== RECORDS SUPPLIED ==
_ _ _ _ _ _ _

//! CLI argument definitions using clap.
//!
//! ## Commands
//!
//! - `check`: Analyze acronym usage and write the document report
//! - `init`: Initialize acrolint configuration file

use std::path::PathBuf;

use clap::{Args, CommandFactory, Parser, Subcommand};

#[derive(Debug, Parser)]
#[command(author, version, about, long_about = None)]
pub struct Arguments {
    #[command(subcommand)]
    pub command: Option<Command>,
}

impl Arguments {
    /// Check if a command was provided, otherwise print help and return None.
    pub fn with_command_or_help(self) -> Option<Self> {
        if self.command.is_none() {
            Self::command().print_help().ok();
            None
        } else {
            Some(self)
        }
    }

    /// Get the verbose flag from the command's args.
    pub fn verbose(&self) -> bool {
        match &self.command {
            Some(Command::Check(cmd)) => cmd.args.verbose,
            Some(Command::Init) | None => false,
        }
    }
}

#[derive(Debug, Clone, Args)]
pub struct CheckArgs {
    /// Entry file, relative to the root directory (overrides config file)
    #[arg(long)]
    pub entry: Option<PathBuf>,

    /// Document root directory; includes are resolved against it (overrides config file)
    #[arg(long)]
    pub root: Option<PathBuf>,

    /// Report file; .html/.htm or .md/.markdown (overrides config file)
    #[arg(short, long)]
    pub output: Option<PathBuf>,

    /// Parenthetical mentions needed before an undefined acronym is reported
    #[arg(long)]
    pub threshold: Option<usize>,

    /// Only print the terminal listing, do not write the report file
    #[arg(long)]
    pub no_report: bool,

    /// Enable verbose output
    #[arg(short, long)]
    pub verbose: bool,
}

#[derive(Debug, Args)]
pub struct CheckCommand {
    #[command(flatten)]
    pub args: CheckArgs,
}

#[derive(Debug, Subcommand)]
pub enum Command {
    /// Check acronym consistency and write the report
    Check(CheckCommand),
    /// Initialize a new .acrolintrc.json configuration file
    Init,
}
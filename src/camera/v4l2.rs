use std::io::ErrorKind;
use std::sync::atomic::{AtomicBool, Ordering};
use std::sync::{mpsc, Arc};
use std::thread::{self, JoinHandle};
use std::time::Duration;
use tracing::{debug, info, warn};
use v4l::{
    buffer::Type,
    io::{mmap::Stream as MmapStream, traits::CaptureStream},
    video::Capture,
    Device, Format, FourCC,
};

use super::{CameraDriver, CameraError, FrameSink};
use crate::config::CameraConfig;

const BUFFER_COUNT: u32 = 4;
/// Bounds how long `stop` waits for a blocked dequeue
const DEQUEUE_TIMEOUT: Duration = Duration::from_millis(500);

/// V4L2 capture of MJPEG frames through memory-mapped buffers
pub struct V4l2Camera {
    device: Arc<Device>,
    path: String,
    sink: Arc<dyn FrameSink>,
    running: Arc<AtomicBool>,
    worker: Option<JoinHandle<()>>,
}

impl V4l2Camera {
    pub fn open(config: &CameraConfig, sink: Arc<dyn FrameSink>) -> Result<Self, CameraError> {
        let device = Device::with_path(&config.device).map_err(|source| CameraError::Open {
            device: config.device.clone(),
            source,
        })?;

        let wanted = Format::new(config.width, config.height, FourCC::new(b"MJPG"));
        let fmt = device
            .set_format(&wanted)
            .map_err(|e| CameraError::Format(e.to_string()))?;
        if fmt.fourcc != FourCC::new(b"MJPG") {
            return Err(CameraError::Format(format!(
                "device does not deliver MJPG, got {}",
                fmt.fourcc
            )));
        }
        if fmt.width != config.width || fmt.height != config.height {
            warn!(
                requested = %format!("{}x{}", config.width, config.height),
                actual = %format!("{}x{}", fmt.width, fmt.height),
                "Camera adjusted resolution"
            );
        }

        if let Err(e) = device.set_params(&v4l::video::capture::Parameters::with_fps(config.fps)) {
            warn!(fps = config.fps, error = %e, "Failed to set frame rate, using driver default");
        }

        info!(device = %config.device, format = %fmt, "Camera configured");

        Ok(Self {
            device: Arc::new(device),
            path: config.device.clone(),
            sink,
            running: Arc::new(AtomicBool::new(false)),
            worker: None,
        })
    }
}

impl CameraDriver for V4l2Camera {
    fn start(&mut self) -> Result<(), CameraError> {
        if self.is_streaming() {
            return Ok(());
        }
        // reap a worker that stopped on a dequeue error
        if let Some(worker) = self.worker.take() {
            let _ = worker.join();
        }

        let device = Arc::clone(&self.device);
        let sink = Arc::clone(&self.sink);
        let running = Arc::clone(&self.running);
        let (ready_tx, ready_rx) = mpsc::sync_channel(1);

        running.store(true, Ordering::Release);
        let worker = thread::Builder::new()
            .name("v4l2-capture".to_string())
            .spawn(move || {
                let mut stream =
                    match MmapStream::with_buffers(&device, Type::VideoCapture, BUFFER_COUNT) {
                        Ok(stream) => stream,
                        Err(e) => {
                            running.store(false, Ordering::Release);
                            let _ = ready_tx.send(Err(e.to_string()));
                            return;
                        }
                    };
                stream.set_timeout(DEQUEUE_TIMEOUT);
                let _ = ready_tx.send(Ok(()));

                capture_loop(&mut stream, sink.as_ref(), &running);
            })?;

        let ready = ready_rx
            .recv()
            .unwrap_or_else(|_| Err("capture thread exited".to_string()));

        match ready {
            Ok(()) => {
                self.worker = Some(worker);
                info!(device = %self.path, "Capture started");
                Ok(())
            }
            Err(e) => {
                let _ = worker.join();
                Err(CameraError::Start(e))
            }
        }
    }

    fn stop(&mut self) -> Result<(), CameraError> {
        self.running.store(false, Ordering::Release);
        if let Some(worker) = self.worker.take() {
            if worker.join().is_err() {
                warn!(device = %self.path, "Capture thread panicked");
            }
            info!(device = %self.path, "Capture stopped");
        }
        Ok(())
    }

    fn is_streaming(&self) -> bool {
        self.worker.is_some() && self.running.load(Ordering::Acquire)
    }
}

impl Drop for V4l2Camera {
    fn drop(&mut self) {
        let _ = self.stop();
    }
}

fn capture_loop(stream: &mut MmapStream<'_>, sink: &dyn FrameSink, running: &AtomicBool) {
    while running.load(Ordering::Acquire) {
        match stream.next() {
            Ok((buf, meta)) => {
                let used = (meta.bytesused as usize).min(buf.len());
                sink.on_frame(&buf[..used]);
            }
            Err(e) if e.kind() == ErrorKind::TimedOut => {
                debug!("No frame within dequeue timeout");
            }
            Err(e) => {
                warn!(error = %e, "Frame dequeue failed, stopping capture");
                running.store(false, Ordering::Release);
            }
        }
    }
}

_ _ _ _ _ _ _

Given the records above, reproduce precisely and only the lines between the line holding "#[derive(Debug, Args)]" and the line holding "use std::time::Duration;", inclusive.

== WRITTEN RESPONSE ==
#[derive(Debug, Args)]
pub struct CheckCommand {
    #[command(flatten)]
    pub args: CheckArgs,
}

#[derive(Debug, Subcommand)]
pub enum Command {
    /// Check acronym consistency and write the report
    Check(CheckCommand),
    /// Initialize a new .acrolintrc.json configuration file
    Init,
}
filename src/camera/v4l2.rs
use std::io::ErrorKind;
use std::sync::atomic::{AtomicBool, Ordering};
use std::sync::{mpsc, Arc};
use std::thread::{self, JoinHandle};
use std::time::Duration;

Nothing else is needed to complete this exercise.